Le 25 mai 2020, George Floyd meurt sous le genou d’un policier à Minneapolis. Sa mort déclenche un mouvement planétaire. Des millions de personnes descendent dans la rue. Les hashtags #BlackLivesMatter envahissent les réseaux sociaux. Quatre ans plus tard, les réformes institutionnelles restent rares. Alors, quel est le problème ?

Anthony Heger, historien des idées politiques à Oxford, livre une analyse dans Hyperpolitique. "Nous sommes plus engagés, plus révoltés, mais cette colère ne débouche sur rien de concret." Voilà le constat. Les réseaux sociaux savent mobiliser rapidement. Mais ils ne transforment pas cette énergie en changements durables.

Prenez Black Lives Matter. La prise de conscience est indéniable. Les discours ont évolué. Mais les institutions policières et judiciaires ? Elles restent figées. "La conscience a changé, mais pas la réalité institutionnelle", résume Heger.

Hyperpolitique : l'engagement sans structure

Nous vivons une "phase hyperpolitique", selon Heger. Engagement massif sur les réseaux. Mobilisations rapides. Mais une institutionnalisation faible. Les gens manifestent, signent des pétitions, postent du contenu militant. Mais ils ne rejoignent plus les partis ou les syndicats.

En 2024, parmi les dix hashtags les plus fréquents sur X, on trouve Gaza, Emmanuel Macron, Agriculteurs en colère, Front populaire, Israël, Législative 2024, La France Insoumise, Rassemblement National. La politisation est partout. Pourtant, elle reste éphémère, atomisée. "Les gens se mobilisent vite. Mais le collectif ne tient pas", observe Heger.

Une étude de 2023 révèle que les Américains passent une heure et demie de moins par jour à l’extérieur qu’en 2003. Le Covid a accentué cette tendance. Streaming, livraisons, télétravail. Les citoyens désertent l’espace public. Ils tweetent un post militant, puis scrollent sur Vinted.

Réseaux sociaux : une arme à double tranchant

Zeynep Tufeksi, sociologue turque, pointe ce paradoxe. Les réseaux sociaux déclenchent des mobilisations massives. Mais ils échouent à obtenir des changements institutionnels. Prenez le mouvement des droits civiques américains des années 1960. Des années de préparation. Des milliers de tracts distribués à la main. Des centaines d’organisations mobilisées.

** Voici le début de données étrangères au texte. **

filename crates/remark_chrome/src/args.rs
use std::collections::BTreeSet;

use crate::RemarkOptions;
use remark::{DayId, FeedSettings, ViewMode};
use tracing::error;

pub struct Args {
    pub options: RemarkOptions,
    pub datapath: Option<String>,
    pub seed: Option<String>,
    pub today: Option<DayId>,
    pub days_window: Option<u32>,
    pub page_size: Option<usize>,
    pub view: Option<ViewMode>,
    /// How many days or months to print
    pub rows: usize,
}

pub const DEFAULT_ROWS: usize = 14;

impl Args {
    // parse arguments, return set of unrecognized args
    pub fn parse(args: &[String]) -> (Self, BTreeSet<String>) {
        let mut unrecognized_args = BTreeSet::new();
        let mut res = Args {
            options: RemarkOptions::default(),
            datapath: None,
            seed: None,
            today: None,
            days_window: None,
            page_size: None,
            view: None,
            rows: DEFAULT_ROWS,
        };

        let mut i = 0;
        let len = args.len();
        while i < len {
            let arg = &args[i];

            if arg == "--debug" {
                res.options.set(RemarkOptions::Debug, true);
            } else if arg == "--real-only" {
                res.options.set(RemarkOptions::RealOnly, true);
            } else if arg == "--no-settings" {
                res.options.set(RemarkOptions::NoSettings, true);
            } else if arg == "--reset-settings" {
                res.options.set(RemarkOptions::ResetSettings, true);
            } else if arg == "--datapath" {
                i += 1;
                let Some(path) = args.get(i) else {
                    error!("datapath argument missing?");
                    continue;
                };
                res.datapath = Some(path.clone());
            } else if arg == "--seed" {
                i += 1;
                let Some(path) = args.get(i) else {
                    error!("seed argument missing?");
                    continue;
                };
                res.seed = Some(path.clone());
            } else if arg == "--today" {
                i += 1;
                let Some(today) = args.get(i) else {
                    error!("today argument missing?");
                    continue;
                };
                match today.parse::<DayId>() {
                    Ok(today) => res.today = Some(today),
                    Err(err) => error!("failed to parse --today: {err}"),
                }
            } else if arg == "--days-window" {
                i += 1;
                let Some(days) = args.get(i) else {
                    error!("days-window argument missing?");
                    continue;
                };
                match days.parse::<u32>() {
                    Ok(days) => res.days_window = Some(days),
                    Err(err) => error!("failed to parse --days-window '{days}': {err}"),
                }
            } else if arg == "--page-size" {
                i += 1;
                let Some(size) = args.get(i) else {
                    error!("page-size argument missing?");
                    continue;
                };
                match size.parse::<usize>() {
                    Ok(size) if size > 0 => res.page_size = Some(size),
                    _ => error!("failed to parse --page-size '{size}'"),
                }
            } else if arg == "--rows" {
                i += 1;
                let Some(rows) = args.get(i) else {
                    error!("rows argument missing?");
                    continue;
                };
                match rows.parse::<usize>() {
                    Ok(rows) => res.rows = rows,
                    Err(err) => error!("failed to parse --rows '{rows}': {err}"),
                }
            } else if arg == "--view" {
                i += 1;
                let Some(view) = args.get(i) else {
                    error!("view argument missing?");
                    continue;
                };
                match view.parse::<ViewMode>() {
                    Ok(view) => res.view = Some(view),
                    Err(err) => error!("{err}"),
                }
            } else {
                unrecognized_args.insert(arg.clone());
            }

            i += 1;
        }

        (res, unrecognized_args)
    }

    /// Command line values win over whatever the settings file said.
    pub fn apply_to(&self, settings: &mut FeedSettings) {
        if let Some(days) = self.days_window {
            settings.days_window = days;
        }
        if let Some(size) = self.page_size {
            settings.page_size = size;
        }
        if let Some(view) = self.view {
            settings.start_view = view;
        }
        if self.options.contains(RemarkOptions::RealOnly) {
            settings.real_only = true;
        }
    }
}
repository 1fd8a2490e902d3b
//! The endless list of days behind the grid and list views.
//!
//! Days are generated from the anchor ("today") backwards, a page at a time,
//! whether or not they have a record. Records are overlaid later from the
//! cache.

use tracing::debug;

use crate::DayId;

/// Page `page_index` of the backward day sequence: element `i` is
/// `anchor - (page_index * page_size + i)` days.
///
/// The sequence stops at the first representable day, so pages that reach
/// past it come back short.
#[profiling::function]
pub fn seed_page(page_index: usize, page_size: usize, anchor: DayId) -> Vec<DayId> {
    let Some(start) = (page_index as u64).checked_mul(page_size as u64) else {
        return Vec::new();
    };

    (0..page_size as u64)
        .map_while(|i| anchor.checked_days_ago(start.checked_add(i)?))
        .collect()
}

/// Running, append-only list of day ids, newest first.
#[derive(Debug, Clone)]
pub struct DateFeed {
    anchor: DayId,
    page_size: usize,
    pages_loaded: usize,
    days: Vec<DayId>,
}

impl DateFeed {
    pub fn new(anchor: DayId, page_size: usize) -> Self {
        let page_size = page_size.max(1);
        Self {
            anchor,
            page_size,
            pages_loaded: 1,
            days: seed_page(0, page_size, anchor),
        }
    }

    pub fn anchor(&self) -> DayId {
        self.anchor
    }

    pub fn page_size(&self) -> usize {
        self.page_size
    }

    pub fn pages_loaded(&self) -> usize {
        self.pages_loaded
    }

    pub fn days(&self) -> &[DayId] {
        &self.days
    }

    pub fn len(&self) -> usize {
        self.days.len()
    }

    pub fn is_empty(&self) -> bool {
        self.days.is_empty()
    }

    /// Append the next page and return it. The page counter moves before
    /// the page is built, so every call extends by a fresh page.
    pub fn load_more(&mut self) -> &[DayId] {
        let page = self.pages_loaded;
        self.pages_loaded += 1;

        let start = self.days.len();
        let next = seed_page(page, self.page_size, self.anchor);
        self.days.extend(next);

        debug!(
            "DateFeed::load_more: page {page}, {} days total",
            self.days.len()
        );

        &self.days[start..]
    }

    /// Move the anchor (the day rolled over). Returns false when nothing
    /// changed; otherwise the list restarts from page zero.
    pub fn reanchor(&mut self, anchor: DayId) -> bool {
        if anchor == self.anchor {
            return false;
        }

        debug!("DateFeed::reanchor: {} => {}", self.anchor, anchor);
        *self = Self::new(anchor, self.page_size);
        true
    }
}
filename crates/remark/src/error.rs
use std::io;

/// Feed engine errors
#[derive(thiserror::Error, Debug)]
pub enum Error {
    #[error("io error: {0}")]
    Io(#[from] io::Error),

    #[error("json error: {0}")]
    Json(#[from] serde_json::Error),

    #[error("store error: {0}")]
    Store(#[from] StoreError),

    #[error("subscription error: {0}")]
    Subscription(SubscriptionError),

    #[error("day id error: {0}")]
    DayId(#[from] DayIdError),

    #[error("generic error: {0}")]
    Generic(String),
}

impl From<String> for Error {
    fn from(s: String) -> Self {
        Error::Generic(s)
    }
}

/// Failures reported by a record store.
#[derive(Debug, Clone, Eq, PartialEq, thiserror::Error)]
pub enum StoreError {
    /// The store could not be reached. Reads that fail this way leave the
    /// day unresolved; it is retried the next time it becomes visible.
    #[error("record store unavailable: {0}")]
    Unavailable(String),

    /// A live subscription was torn down by the store.
    #[error("subscription closed by store: {0}")]
    Closed(String),
}

#[derive(Debug, Clone, Eq, PartialEq, thiserror::Error)]
pub enum SubscriptionError {
    /// The live window subscription was dropped. The hosting screen has to
    /// re-establish it, otherwise the window goes stale.
    #[error("live subscription lost: {0}")]
    Lost(StoreError),
}

#[derive(Debug, Clone, Eq, PartialEq, thiserror::Error)]
pub enum DayIdError {
    #[error("'{0}' is not a YYYY-MM-DD day id")]
    Malformed(String),

    #[error("'{0}' is not a calendar day")]
    NoSuchDay(String),
}
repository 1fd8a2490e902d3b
use crate::Error;

pub type Result<T> = std::result::Result<T, Error>;
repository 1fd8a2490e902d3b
//! Horizontal swipe between neighbouring days on the detail view.

use crate::DayId;

/// Horizontal travel before a drag is claimed as a day swipe.
pub const CLAIM_DX: f32 = 20.0;
/// Travel that completes a swipe on release.
pub const SWIPE_DX: f32 = 60.0;
/// Release velocity, in px/ms, that completes a swipe regardless of travel.
pub const SWIPE_VX: f32 = 0.25;

#[derive(Debug, Clone, Copy, PartialEq, Eq)]
pub enum SwipeDirection {
    /// Finger moved left: the day before.
    Prev,
    Next,
}

impl SwipeDirection {
    pub fn delta(self) -> i64 {
        match self {
            SwipeDirection::Prev => -1,
            SwipeDirection::Next => 1,
        }
    }
}

/// Should a drag with this much travel so far be treated as a day swipe?
/// Mostly-vertical drags belong to the scroll view.
pub fn claims_drag(dx: f32, dy: f32) -> bool {
    dx.abs() > CLAIM_DX && dx.abs() > dy.abs()
}

/// Classify a released drag by total travel `dx` and velocity `vx`.
pub fn classify_release(dx: f32, vx: f32) -> Option<SwipeDirection> {
    if dx <= -SWIPE_DX || vx <= -SWIPE_VX {
        Some(SwipeDirection::Prev)
    } else if dx >= SWIPE_DX || vx >= SWIPE_VX {
        Some(SwipeDirection::Next)
    } else {
        None
    }
}

/// The day a swipe lands on. Swiping into the future is refused the same way
/// future calendar cells are not navigable.
pub fn swipe_target(current: DayId, direction: SwipeDirection, today: DayId) -> Option<DayId> {
    let target = current.checked_shift(direction.delta())?;
    if target.is_future(today) {
        return None;
    }
    Some(target)
}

Aujourd’hui, un tweet suffit pour déclencher une manifestation. Mais cette rapidité a un prix. Les mobilisations sont moins organisées, moins structurées, moins durables. "Nous avons perdu les bénéfices de la difficulté", explique Tufeksi.

Quand les mouvements sociaux réussissaient : le cas du Front populaire

En France aussi, les mouvements sociaux ont obtenu des réformes majeures. Prenez le Front populaire en 1936. Grèves, occupations d’usines. Résultat : semaine de 40 heures, congés payés, réajustement des salaires, délégués syndicaux, conventions collectives. "C’est la victoire du travail organisé contre l’anarchie", souligne Heger.

Mais la culture politique était différente. Les gens appartenaient à des syndicats, à des partis. Les mobilisations étaient structurées, organisées, durables. Les leaders avaient une légitimité forte. Les citoyens acceptaient leurs décisions.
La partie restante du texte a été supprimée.